_Task_.
Show each line of the entries below in which the word "RenderStyle" appears.

_Collected data_.
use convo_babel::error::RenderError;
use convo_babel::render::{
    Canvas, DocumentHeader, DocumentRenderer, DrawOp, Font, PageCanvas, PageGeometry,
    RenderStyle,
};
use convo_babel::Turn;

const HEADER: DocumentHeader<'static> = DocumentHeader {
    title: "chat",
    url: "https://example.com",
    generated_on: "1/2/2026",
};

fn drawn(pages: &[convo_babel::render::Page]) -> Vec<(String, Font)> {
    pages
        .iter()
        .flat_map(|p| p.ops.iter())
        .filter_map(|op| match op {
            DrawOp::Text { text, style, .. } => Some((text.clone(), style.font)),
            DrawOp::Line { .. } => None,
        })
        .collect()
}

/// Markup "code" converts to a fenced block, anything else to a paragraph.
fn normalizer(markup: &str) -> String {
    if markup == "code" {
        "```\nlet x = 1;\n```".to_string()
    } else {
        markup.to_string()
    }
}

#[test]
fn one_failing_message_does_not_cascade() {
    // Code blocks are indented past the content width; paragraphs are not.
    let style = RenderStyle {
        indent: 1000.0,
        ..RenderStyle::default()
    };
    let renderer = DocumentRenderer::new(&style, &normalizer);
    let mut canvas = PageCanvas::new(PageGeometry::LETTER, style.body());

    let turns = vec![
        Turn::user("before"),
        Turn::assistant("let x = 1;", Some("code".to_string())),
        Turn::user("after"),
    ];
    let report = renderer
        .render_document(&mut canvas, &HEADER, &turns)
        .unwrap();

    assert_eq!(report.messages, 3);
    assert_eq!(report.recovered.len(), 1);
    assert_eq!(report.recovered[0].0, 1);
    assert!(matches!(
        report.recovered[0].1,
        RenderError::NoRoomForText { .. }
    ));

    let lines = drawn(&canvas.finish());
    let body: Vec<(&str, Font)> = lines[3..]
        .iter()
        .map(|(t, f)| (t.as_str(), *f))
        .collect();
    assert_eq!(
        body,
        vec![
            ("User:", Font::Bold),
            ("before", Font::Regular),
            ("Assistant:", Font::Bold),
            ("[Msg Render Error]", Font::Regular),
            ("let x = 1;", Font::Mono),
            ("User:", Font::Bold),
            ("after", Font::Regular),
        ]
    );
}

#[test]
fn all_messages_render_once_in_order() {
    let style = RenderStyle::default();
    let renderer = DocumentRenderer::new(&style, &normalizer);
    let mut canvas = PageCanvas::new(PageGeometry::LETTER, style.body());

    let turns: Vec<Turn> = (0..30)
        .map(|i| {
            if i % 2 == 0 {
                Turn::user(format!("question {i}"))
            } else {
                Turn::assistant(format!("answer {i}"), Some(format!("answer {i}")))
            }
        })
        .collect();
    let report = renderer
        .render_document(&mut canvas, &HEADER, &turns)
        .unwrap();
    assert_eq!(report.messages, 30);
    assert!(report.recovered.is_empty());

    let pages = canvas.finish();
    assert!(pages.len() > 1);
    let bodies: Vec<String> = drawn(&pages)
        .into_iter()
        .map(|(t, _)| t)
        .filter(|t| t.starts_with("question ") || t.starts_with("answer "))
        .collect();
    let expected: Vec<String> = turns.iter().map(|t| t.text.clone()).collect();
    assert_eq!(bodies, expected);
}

_Answer space_.
    RenderStyle,
    let style = RenderStyle {
        ..RenderStyle::default()
    let style = RenderStyle::default();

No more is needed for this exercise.